8o  Les impôts personnels que ces centaines d’intermédiaires entre vous et l’allumette ont supportés, etc.

Ainsi, cette malheureuse allumette que vous brûlez sans réflexion, a subi une foule d’impôts de toutes formes et appellations, avant de subir son impôt propre comme allumette. Dans notre joli système actuel, vous pouvez faire un calcul semblable sur toutes espèces de choses, sur votre chapeau, votre paire de bottes, la peau de vos gants, jusqu’à la toile ou la soie de votre chemise. Vous ne possédez pas le moindre objet sans qu’il ait été d’abord criblé d’une grêle d’impôts, et il n’y a de remède à cette superposition indéfinie que dans l’impôt vrai, c’est-à-dire l’impôt sur le revenu qui est, au contraire, le seul, quand il est bien appliqué, qui ne soit pas superposé. Ce sont nos 75 ou 80 impôts actuels qui présentent la plus belle échelle de superposition que nous puissions imaginer.

En réalité, le plus simple et le moins dispendieux de tous les impôts, au point de vue de la perception, serait un impôt unique frappant le revenu vrai produit soit par le capital, soit par le travail, en ayant soin d’établir ce dernier sur un taux moindre.

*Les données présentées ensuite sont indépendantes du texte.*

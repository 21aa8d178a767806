use std::collections::HashMap;

use chrono::Utc;
use sea_orm::prelude::DateTimeWithTimeZone;
use sea_orm::sea_query::{Expr, Func};
use sea_orm::{
    ActiveModelTrait, ColumnTrait, Condition, DatabaseConnection, EntityTrait, PaginatorTrait,
    QueryFilter, QueryOrder, Set,
};
use tracing::info;

use crate::errors::ServiceError;
use crate::{fetch, mapping};
use common::dto::{CommentDto, ItemDto, NewCommentDto, NewItemDto, UpdateItemDto};
use common::pagination::Pagination;
use models::booking::{self, BookingStatus};
use models::{comment, item, user};

fn now_tz() -> DateTimeWithTimeZone {
    Utc::now().into()
}

fn required_text(value: Option<&str>, field: &str) -> Result<String, ServiceError> {
    match value {
        Some(v) if !v.trim().is_empty() => Ok(v.to_string()),
        _ => Err(ServiceError::Validation(format!("{field} is required"))),
    }
}

pub async fn add_item(
    db: &DatabaseConnection,
    user_id: i64,
    dto: &NewItemDto,
) -> Result<ItemDto, ServiceError> {
    let owner = fetch::user(db, user_id).await?;
    let name = required_text(dto.name.as_deref(), "name")?;
    let description = required_text(dto.description.as_deref(), "description")?;
    let available = dto
        .available
        .ok_or_else(|| ServiceError::Validation("available is required".into()))?;
    if let Some(request_id) = dto.request_id {
        fetch::request(db, request_id).await?;
    }

    let am = item::ActiveModel {
        owner_id: Set(owner.id),
        name: Set(name),
        description: Set(description),
        available: Set(available),
        request_id: Set(dto.request_id),
        ..Default::default()
    };
    let saved = am.insert(db).await.map_err(ServiceError::db)?;
    info!(item_id = saved.id, owner_id = owner.id, "item created");
    Ok(mapping::to_item_dto(saved, None, None, Vec::new()))
}

/// Partial update, owner only.
pub async fn update_item(
    db: &DatabaseConnection,
    user_id: i64,
    item_id: i64,
    dto: &UpdateItemDto,
) -> Result<ItemDto, ServiceError> {
    let user = fetch::user(db, user_id).await?;
    let found = fetch::item(db, item_id).await?;
    if found.owner_id != user.id {
        return Err(ServiceError::Forbidden(format!(
            "user {} is not the owner of item {}",
            user.id, item_id
        )));
    }
    if dto.name.is_none() && dto.description.is_none() && dto.available.is_none() {
        return Ok(mapping::to_item_dto(found, None, None, Vec::new()));
    }
    let mut am: item::ActiveModel = found.into();
    if let Some(name) = dto.name.as_deref() {
        am.name = Set(required_text(Some(name), "name")?);
    }
    if let Some(description) = dto.description.as_deref() {
        am.description = Set(required_text(Some(description), "description")?);
    }
    if let Some(available) = dto.available {
        am.available = Set(available);
    }
    let updated = am.update(db).await.map_err(ServiceError::db)?;
    info!(item_id = updated.id, owner_id = user.id, "item updated");
    Ok(mapping::to_item_dto(updated, None, None, Vec::new()))
}

/// Item view. Booking summaries are computed for the owner only; everyone
/// gets the comments.
pub async fn get_item(
    db: &DatabaseConnection,
    item_id: i64,
    user_id: i64,
) -> Result<ItemDto, ServiceError> {
    let found = fetch::item(db, item_id).await?;
    let comments = comments_for_items(db, &[found.id])
        .await?
        .remove(&found.id)
        .unwrap_or_default();

    let (last, next) = if found.owner_id == user_id {
        let bookings = booking::Entity::find()
            .filter(booking::Column::ItemId.eq(found.id))
            .filter(booking::Column::Status.is_in([BookingStatus::Approved, BookingStatus::Waiting]))
            .order_by_asc(booking::Column::StartDate)
            .all(db)
            .await
            .map_err(ServiceError::db)?;
        let (last, next) = scan_last_next(&bookings, now_tz());
        (last.map(mapping::to_booking_short), next.map(mapping::to_booking_short))
    } else {
        (None, None)
    };
    Ok(mapping::to_item_dto(found, last, next, comments))
}

/// All of the owner's items with booking summaries and comments, resolved
/// in bulk: one query for the bookings and one for the comments across the
/// whole item set, then a group-reduce per item.
pub async fn get_items_for_owner(
    db: &DatabaseConnection,
    user_id: i64,
    page: Pagination,
) -> Result<Vec<ItemDto>, ServiceError> {
    fetch::user(db, user_id).await?;
    let (page_idx, per_page) = page.page();
    let items = item::Entity::find()
        .filter(item::Column::OwnerId.eq(user_id))
        .order_by_asc(item::Column::Id)
        .paginate(db, per_page)
        .fetch_page(page_idx)
        .await
        .map_err(ServiceError::db)?;
    if items.is_empty() {
        return Ok(Vec::new());
    }

    let item_ids: Vec<i64> = items.iter().map(|i| i.id).collect();
    let bookings = booking::Entity::find()
        .filter(booking::Column::ItemId.is_in(item_ids.clone()))
        .filter(booking::Column::Status.is_in([BookingStatus::Approved, BookingStatus::Waiting]))
        .all(db)
        .await
        .map_err(ServiceError::db)?;
    let mut comments = comments_for_items(db, &item_ids).await?;

    let now = now_tz();
    // Running max(start < now) and min(start > now) per item.
    let mut last_by_item: HashMap<i64, booking::Model> = HashMap::new();
    let mut next_by_item: HashMap<i64, booking::Model> = HashMap::new();
    for b in bookings {
        if b.start_date < now {
            match last_by_item.get(&b.item_id) {
                Some(prev) if prev.start_date >= b.start_date => {}
                _ => {
                    last_by_item.insert(b.item_id, b);
                }
            }
        } else if b.start_date > now {
            match next_by_item.get(&b.item_id) {
                Some(prev) if prev.start_date <= b.start_date => {}
                _ => {
                    next_by_item.insert(b.item_id, b);
                }
            }
        }
    }

    Ok(items
        .into_iter()
        .map(|i| {
            let last = last_by_item.remove(&i.id).map(|b| mapping::to_booking_short(&b));
            let next = next_by_item.remove(&i.id).map(|b| mapping::to_booking_short(&b));
            let item_comments = comments.remove(&i.id).unwrap_or_default();
            mapping::to_item_dto(i, last, next, item_comments)
        })
        .collect())
}

/// Keyword search over available items. A blank query returns nothing and
/// never reaches the database.
pub async fn find_available(
    db: &DatabaseConnection,
    text: Option<&str>,
    page: Pagination,
) -> Result<Vec<ItemDto>, ServiceError> {
    let text = match text {
        Some(t) if !t.trim().is_empty() => t.trim().to_lowercase(),
        _ => return Ok(Vec::new()),
    };
    let pattern = format!("%{text}%");
    let (page_idx, per_page) = page.page();
    let items = item::Entity::find()
        .filter(item::Column::Available.eq(true))
        .filter(
            Condition::any()
                .add(
                    Expr::expr(Func::lower(Expr::col((item::Entity, item::Column::Name))))
                        .like(pattern.as_str()),
                )
                .add(
                    Expr::expr(Func::lower(Expr::col((
                        item::Entity,
                        item::Column::Description,
                    ))))
                    .like(pattern.as_str()),
                ),
        )
        .order_by_asc(item::Column::Id)
        .paginate(db, per_page)
        .fetch_page(page_idx)
        .await
        .map_err(ServiceError::db)?;
    Ok(items
        .into_iter()
        .map(|i| mapping::to_item_dto(i, None, None, Vec::new()))
        .collect())
}

/// Leave a comment on an item. Allowed only after a completed stay: an
/// APPROVED booking of this item by this author whose end has passed.
pub async fn add_comment(
    db: &DatabaseConnection,
    item_id: i64,
    user_id: i64,
    dto: &NewCommentDto,
) -> Result<CommentDto, ServiceError> {
    let found = fetch::item(db, item_id).await?;
    let author = fetch::user(db, user_id).await?;
    let text = required_text(dto.text.as_deref(), "text")?;

    let completed = booking::Entity::find()
        .filter(booking::Column::ItemId.eq(found.id))
        .filter(booking::Column::BookerId.eq(author.id))
        .filter(booking::Column::Status.eq(BookingStatus::Approved))
        .filter(booking::Column::EndDate.lt(now_tz()))
        .count(db)
        .await
        .map_err(ServiceError::db)?;
    if completed == 0 {
        return Err(ServiceError::Validation(format!(
            "user {} may not comment on item {}",
            author.id, found.id
        )));
    }

    let am = comment::ActiveModel {
        item_id: Set(found.id),
        author_id: Set(author.id),
        text: Set(text),
        created: Set(now_tz()),
        ..Default::default()
    };
    let saved = am.insert(db).await.map_err(ServiceError::db)?;
    info!(comment_id = saved.id, item_id = found.id, author_id = author.id, "comment added");
    Ok(mapping::to_comment_dto(saved, author.name))
}

/// Single-item rule: walk bookings in start order; the latest one starting
/// before now is "last", the first one starting at or after now is "next".
fn scan_last_next(
    bookings: &[booking::Model],
    now: DateTimeWithTimeZone,
) -> (Option<&booking::Model>, Option<&booking::Model>) {
    let mut last = None;
    for b in bookings {
        if b.start_date < now {
            last = Some(b);
        } else {
            return (last, Some(b));
        }
    }
    (last, None)
}

/// Comments grouped per item, enriched with author display names.
async fn comments_for_items(
    db: &DatabaseConnection,
    item_ids: &[i64],
) -> Result<HashMap<i64, Vec<CommentDto>>, ServiceError> {
    let comments = comment::Entity::find()
        .filter(comment::Column::ItemId.is_in(item_ids.to_vec()))
        .order_by_asc(comment::Column::Id)
        .all(db)
        .await
        .map_err(ServiceError::db)?;
    if comments.is_empty() {
        return Ok(HashMap::new());
    }
    let author_ids: Vec<i64> = comments.iter().map(|c| c.author_id).collect();
    let authors: HashMap<i64, String> = user::Entity::find()
        .filter(user::Column::Id.is_in(author_ids))
        .all(db)
        .await
        .map_err(ServiceError::db)?
        .into_iter()
        .map(|u| (u.id, u.name))
        .collect();

    let mut grouped: HashMap<i64, Vec<CommentDto>> = HashMap::new();
    for c in comments {
        let name = authors.get(&c.author_id).cloned().unwrap_or_default();
        grouped
            .entry(c.item_id)
            .or_default()
            .push(mapping::to_comment_dto(c, name));
    }
    Ok(grouped)
}
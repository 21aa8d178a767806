use std::net::SocketAddr;

use axum::Router;
use tower_http::cors::CorsLayer;
use tracing::info;

use crate::client::ForwardClient;
use crate::routes::{self, GatewayState};

fn build_cors() -> CorsLayer {
    CorsLayer::very_permissive()
}

/// Public entry: resolve the gateway configuration, build the forwarding
/// client, and serve.
pub async fn run() -> anyhow::Result<()> {
    // A missing config file is fine; env vars take over.
    let mut gw = configs::load_default().map(|cfg| cfg.gateway).unwrap_or_default();
    gw.normalize_from_env()?;
    info!(server_url = %gw.server_url, "gateway configuration resolved");

    let client = ForwardClient::new(&gw.server_url)?;
    let app: Router = routes::build_router(GatewayState { client }, build_cors());

    let addr: SocketAddr = format!("{}:{}", gw.host, gw.port).parse()?;
    info!(%addr, "starting gateway");
    let listener = tokio::net::TcpListener::bind(addr).await?;
    axum::serve(listener, app).await?;
    Ok(())
}
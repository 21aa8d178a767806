//! Wire DTOs shared by the gateway and the server.
//!
//! Create/update payloads keep optional fields so the gateway can report
//! missing values as 400s instead of body-rejection errors; the service
//! layer re-validates on its side.

pub mod booking;
pub mod item;
pub mod request;
pub mod user;

pub use booking::{BookingDto, BookingShortDto, NewBookingDto};
pub use item::{CommentDto, ItemDto, ItemShortDto, NewCommentDto, NewItemDto, UpdateItemDto};
pub use request::{ItemRequestDto, NewItemRequestDto};
pub use user::{NewUserDto, UpdateUserDto, UserDto};
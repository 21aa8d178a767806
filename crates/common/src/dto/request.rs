use chrono::{DateTime, Utc};
use serde::{Deserialize, Serialize};

use super::item::ItemShortDto;

#[derive(Debug, Clone, PartialEq, Serialize, Deserialize)]
#[serde(rename_all = "camelCase")]
pub struct ItemRequestDto {
    pub id: i64,
    pub description: String,
    pub created: DateTime<Utc>,
    /// Items listed in answer to this request; empty when none, never null.
    pub items: Vec<ItemShortDto>,
}

#[derive(Debug, Clone, Default, Serialize, Deserialize)]
#[serde(rename_all = "camelCase")]
pub struct NewItemRequestDto {
    pub description: Option<String>,
}
use dotenvy::dotenv;
use tracing::{error, info};

fn init_logging() {
    // Load .env early so RUST_LOG and friends take effect.
    dotenv().ok();
    common::logging::init_logging_json();
    info!(service = "gateway", event = "logger_init", "tracing subscriber initialized");
}

fn main() -> std::process::ExitCode {
    init_logging();

    let pid = std::process::id();
    let version = env!("CARGO_PKG_VERSION");

    // Panic hook: surface unhandled panics in the structured log.
    std::panic::set_hook(Box::new(move |info| {
        error!(service = "gateway", event = "panic", pid, message = %info, "unhandled panic occurred");
    }));

    let rt = match tokio::runtime::Builder::new_multi_thread().enable_all().build() {
        Ok(rt) => rt,
        Err(e) => {
            error!(service = "gateway", event = "runtime_build_failed", error = %e, "failed to build tokio runtime");
            return std::process::ExitCode::FAILURE;
        }
    };

    info!(service = "gateway", event = "start", pid, version, "gateway service starting");

    rt.block_on(async move {
        tokio::select! {
            res = gateway::bootstrap::run() => match res {
                Ok(()) => {
                    info!(service = "gateway", event = "stop", pid, "gateway stopped normally");
                    std::process::ExitCode::SUCCESS
                }
                Err(e) => {
                    error!(service = "gateway", event = "run_failed", error = %e, "gateway::bootstrap::run returned error");
                    std::process::ExitCode::FAILURE
                }
            },
            _ = tokio::signal::ctrl_c() => {
                info!(service = "gateway", event = "shutdown_signal", pid, "received Ctrl+C, shutting down");
                std::process::ExitCode::SUCCESS
            }
        }
    })
}
use sea_orm::entity::prelude::*;
use serde::{Deserialize, Serialize};

#[derive(Clone, Debug, PartialEq, Eq, DeriveEntityModel, Serialize, Deserialize)]
#[sea_orm(table_name = "comment")]
pub struct Model {
    #[sea_orm(primary_key)]
    pub id: i64,
    pub item_id: i64,
    pub author_id: i64,
    pub text: String,
    pub created: DateTimeWithTimeZone,
}

#[derive(Copy, Clone, Debug, EnumIter)]
pub enum Relation {
    Item,
    Author,
}

impl RelationTrait for Relation {
    fn def(&self) -> RelationDef {
        match self {
            Relation::Item => Entity::belongs_to(crate::item::Entity)
                .from(Column::ItemId)
                .to(crate::item::Column::Id)
                .into(),
            Relation::Author => Entity::belongs_to(crate::user::Entity)
                .from(Column::AuthorId)
                .to(crate::user::Column::Id)
                .into(),
        }
    }
}

impl Related<crate::item::Entity> for Entity {
    fn to() -> RelationDef {
        Relation::Item.def()
    }
}

impl Related<crate::user::Entity> for Entity {
    fn to() -> RelationDef {
        Relation::Author.def()
    }
}

impl ActiveModelBehavior for ActiveModel {}
use axum::{
    extract::{Path, Query, State},
    routing::{get, post},
    Json, Router,
};
use serde::Deserialize;

use crate::errors::ApiError;
use crate::routes::AppState;
use common::dto::{CommentDto, ItemDto, NewCommentDto, NewItemDto, UpdateItemDto};
use common::identity::UserId;
use common::pagination::{PageQuery, Pagination};
use service::item_service;

pub fn router() -> Router<AppState> {
    Router::new()
        .route("/", post(create_item).get(list_items))
        .route("/search", get(search_items))
        .route("/:id", get(get_item).patch(update_item))
        .route("/:id/comment", post(add_comment))
}

#[derive(Debug, Deserialize)]
struct SearchQuery {
    text: Option<String>,
    #[serde(default)]
    from: u64,
    #[serde(default = "default_size")]
    size: u64,
}

fn default_size() -> u64 {
    20
}

async fn create_item(
    State(state): State<AppState>,
    UserId(user_id): UserId,
    Json(dto): Json<NewItemDto>,
) -> Result<Json<ItemDto>, ApiError> {
    Ok(Json(item_service::add_item(&state.db, user_id, &dto).await?))
}

async fn update_item(
    State(state): State<AppState>,
    UserId(user_id): UserId,
    Path(id): Path<i64>,
    Json(dto): Json<UpdateItemDto>,
) -> Result<Json<ItemDto>, ApiError> {
    Ok(Json(item_service::update_item(&state.db, user_id, id, &dto).await?))
}

async fn get_item(
    State(state): State<AppState>,
    UserId(user_id): UserId,
    Path(id): Path<i64>,
) -> Result<Json<ItemDto>, ApiError> {
    Ok(Json(item_service::get_item(&state.db, id, user_id).await?))
}

async fn list_items(
    State(state): State<AppState>,
    UserId(user_id): UserId,
    Query(page): Query<PageQuery>,
) -> Result<Json<Vec<ItemDto>>, ApiError> {
    Ok(Json(item_service::get_items_for_owner(&state.db, user_id, page.into()).await?))
}

async fn search_items(
    State(state): State<AppState>,
    UserId(_user_id): UserId,
    Query(query): Query<SearchQuery>,
) -> Result<Json<Vec<ItemDto>>, ApiError> {
    let page = Pagination { from: query.from, size: query.size };
    Ok(Json(item_service::find_available(&state.db, query.text.as_deref(), page).await?))
}

async fn add_comment(
    State(state): State<AppState>,
    UserId(user_id): UserId,
    Path(id): Path<i64>,
    Json(dto): Json<NewCommentDto>,
) -> Result<Json<CommentDto>, ApiError> {
    Ok(Json(item_service::add_comment(&state.db, id, user_id, &dto).await?))
}
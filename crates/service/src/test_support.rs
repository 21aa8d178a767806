//! Shared fixtures for the service tests: a fresh in-memory SQLite database
//! with the full schema, plus seed helpers that bypass the creation-time
//! invariants so tests can place bookings in the past.

use chrono::{Duration, Utc};
use migration::{Migrator, MigratorTrait};
use sea_orm::{ActiveModelTrait, ConnectOptions, Database, DatabaseConnection, Set};

use models::booking::{self, BookingStatus};
use models::{comment, item, request, user};

pub async fn test_db() -> DatabaseConnection {
    // A single pooled connection keeps every query on the same in-memory
    // database.
    let mut opts = ConnectOptions::new("sqlite::memory:");
    opts.max_connections(1);
    let db = Database::connect(opts).await.expect("connect to sqlite");
    Migrator::up(&db, None).await.expect("apply migrations");
    db
}

pub async fn seed_user(db: &DatabaseConnection, name: &str, email: &str) -> user::Model {
    user::ActiveModel {
        name: Set(name.to_string()),
        email: Set(email.to_string()),
        ..Default::default()
    }
    .insert(db)
    .await
    .expect("insert user")
}

pub async fn seed_item(
    db: &DatabaseConnection,
    owner_id: i64,
    name: &str,
    available: bool,
) -> item::Model {
    item::ActiveModel {
        owner_id: Set(owner_id),
        name: Set(name.to_string()),
        description: Set(format!("{name} description")),
        available: Set(available),
        request_id: Set(None),
        ..Default::default()
    }
    .insert(db)
    .await
    .expect("insert item")
}

/// Insert a booking with start/end offset from now by whole hours; negative
/// offsets land in the past.
pub async fn seed_booking(
    db: &DatabaseConnection,
    item_id: i64,
    booker_id: i64,
    start_offset_hours: i64,
    end_offset_hours: i64,
    status: BookingStatus,
) -> booking::Model {
    let now = Utc::now();
    booking::ActiveModel {
        item_id: Set(item_id),
        booker_id: Set(booker_id),
        start_date: Set((now + Duration::hours(start_offset_hours)).into()),
        end_date: Set((now + Duration::hours(end_offset_hours)).into()),
        status: Set(status),
        ..Default::default()
    }
    .insert(db)
    .await
    .expect("insert booking")
}

pub async fn seed_comment(
    db: &DatabaseConnection,
    item_id: i64,
    author_id: i64,
    text: &str,
) -> comment::Model {
    comment::ActiveModel {
        item_id: Set(item_id),
        author_id: Set(author_id),
        text: Set(text.to_string()),
        created: Set(Utc::now().into()),
        ..Default::default()
    }
    .insert(db)
    .await
    .expect("insert comment")
}

pub async fn seed_request(
    db: &DatabaseConnection,
    requestor_id: i64,
    description: &str,
) -> request::Model {
    request::ActiveModel {
        requestor_id: Set(requestor_id),
        description: Set(description.to_string()),
        created: Set(Utc::now().into()),
        ..Default::default()
    }
    .insert(db)
    .await
    .expect("insert request")
}
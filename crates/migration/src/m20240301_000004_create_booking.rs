//! Create `booking` table with FKs to `item` and `user` (the booker).
//!
//! `status` is a short string column; the finite value set lives in the
//! entity's active enum.
use sea_orm_migration::{prelude::*, schema::*};

#[derive(DeriveMigrationName)]
pub struct Migration;

#[async_trait::async_trait]
impl MigrationTrait for Migration {
    async fn up(&self, manager: &SchemaManager) -> Result<(), DbErr> {
        manager
            .create_table(
                Table::create()
                    .table(Booking::Table)
                    .if_not_exists()
                    .col(big_integer(Booking::Id).primary_key().auto_increment())
                    .col(big_integer(Booking::ItemId).not_null())
                    .col(big_integer(Booking::BookerId).not_null())
                    .col(timestamp_with_time_zone(Booking::StartDate).not_null())
                    .col(timestamp_with_time_zone(Booking::EndDate).not_null())
                    .col(string_len(Booking::Status, 16).not_null())
                    .foreign_key(
                        ForeignKey::create()
                            .name("fk_booking_item")
                            .from(Booking::Table, Booking::ItemId)
                            .to(Item::Table, Item::Id)
                            .on_delete(ForeignKeyAction::Cascade)
                            .on_update(ForeignKeyAction::Cascade),
                    )
                    .foreign_key(
                        ForeignKey::create()
                            .name("fk_booking_booker")
                            .from(Booking::Table, Booking::BookerId)
                            .to(User::Table, User::Id)
                            .on_delete(ForeignKeyAction::Cascade)
                            .on_update(ForeignKeyAction::Cascade),
                    )
                    .to_owned(),
            )
            .await
    }

    async fn down(&self, manager: &SchemaManager) -> Result<(), DbErr> {
        manager.drop_table(Table::drop().table(Booking::Table).to_owned()).await
    }
}

#[derive(DeriveIden)]
enum Booking { Table, Id, ItemId, BookerId, StartDate, EndDate, Status }

#[derive(DeriveIden)]
enum Item { Table, Id }

#[derive(DeriveIden)]
enum User { Table, Id }
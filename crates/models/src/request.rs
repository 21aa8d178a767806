use sea_orm::entity::prelude::*;
use serde::{Deserialize, Serialize};

/// A post describing a desired item, fulfillable by other users' listings.
#[derive(Clone, Debug, PartialEq, Eq, DeriveEntityModel, Serialize, Deserialize)]
#[sea_orm(table_name = "request")]
pub struct Model {
    #[sea_orm(primary_key)]
    pub id: i64,
    pub requestor_id: i64,
    pub description: String,
    pub created: DateTimeWithTimeZone,
}

#[derive(Copy, Clone, Debug, EnumIter)]
pub enum Relation {
    Requestor,
    Item,
}

impl RelationTrait for Relation {
    fn def(&self) -> RelationDef {
        match self {
            Relation::Requestor => Entity::belongs_to(crate::user::Entity)
                .from(Column::RequestorId)
                .to(crate::user::Column::Id)
                .into(),
            Relation::Item => Entity::has_many(crate::item::Entity).into(),
        }
    }
}

impl Related<crate::user::Entity> for Entity {
    fn to() -> RelationDef {
        Relation::Requestor.def()
    }
}

impl Related<crate::item::Entity> for Entity {
    fn to() -> RelationDef {
        Relation::Item.def()
    }
}

impl ActiveModelBehavior for ActiveModel {}
use axum::{
    extract::{Path, State},
    routing::{get, post},
    Json, Router,
};

use crate::errors::ApiError;
use crate::routes::AppState;
use common::dto::{NewUserDto, UpdateUserDto, UserDto};
use service::user_service;

pub fn router() -> Router<AppState> {
    Router::new()
        .route("/", post(create_user).get(list_users))
        .route("/:id", get(get_user).patch(update_user).delete(delete_user))
}

async fn create_user(
    State(state): State<AppState>,
    Json(dto): Json<NewUserDto>,
) -> Result<Json<UserDto>, ApiError> {
    Ok(Json(user_service::create_user(&state.db, &dto).await?))
}

async fn update_user(
    State(state): State<AppState>,
    Path(id): Path<i64>,
    Json(dto): Json<UpdateUserDto>,
) -> Result<Json<UserDto>, ApiError> {
    Ok(Json(user_service::update_user(&state.db, id, &dto).await?))
}

async fn get_user(
    State(state): State<AppState>,
    Path(id): Path<i64>,
) -> Result<Json<UserDto>, ApiError> {
    Ok(Json(user_service::get_user(&state.db, id).await?))
}

async fn list_users(State(state): State<AppState>) -> Result<Json<Vec<UserDto>>, ApiError> {
    Ok(Json(user_service::list_users(&state.db).await?))
}

async fn delete_user(
    State(state): State<AppState>,
    Path(id): Path<i64>,
) -> Result<Json<UserDto>, ApiError> {
    Ok(Json(user_service::delete_user(&state.db, id).await?))
}
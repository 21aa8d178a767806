//! Create `user` table.
//!
//! Email uniqueness is enforced here, at the storage layer.
use sea_orm_migration::{prelude::*, schema::*};

#[derive(DeriveMigrationName)]
pub struct Migration;

#[async_trait::async_trait]
impl MigrationTrait for Migration {
    async fn up(&self, manager: &SchemaManager) -> Result<(), DbErr> {
        manager
            .create_table(
                Table::create()
                    .table(User::Table)
                    .if_not_exists()
                    .col(big_integer(User::Id).primary_key().auto_increment())
                    .col(string_len(User::Name, 128).not_null())
                    .col(string_len(User::Email, 255).unique_key().not_null())
                    .to_owned(),
            )
            .await
    }

    async fn down(&self, manager: &SchemaManager) -> Result<(), DbErr> {
        manager.drop_table(Table::drop().table(User::Table).to_owned()).await
    }
}

#[derive(DeriveIden)]
enum User { Table, Id, Name, Email }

Mais nous n’en sommes pas encore à cette simplification, si jamais elle doit se produire, et cela pour deux raisons : 1o  c’est qu’il faudrait réduire de trois quarts le nombre des fonctionnaires, chose bien difficile dans une société où tout le monde veut être fonctionnaire ; 2o  c’est que chacun saurait combien l’État lui demande pour faire marcher la machine, quand il est si essentiel que personne ne le sache.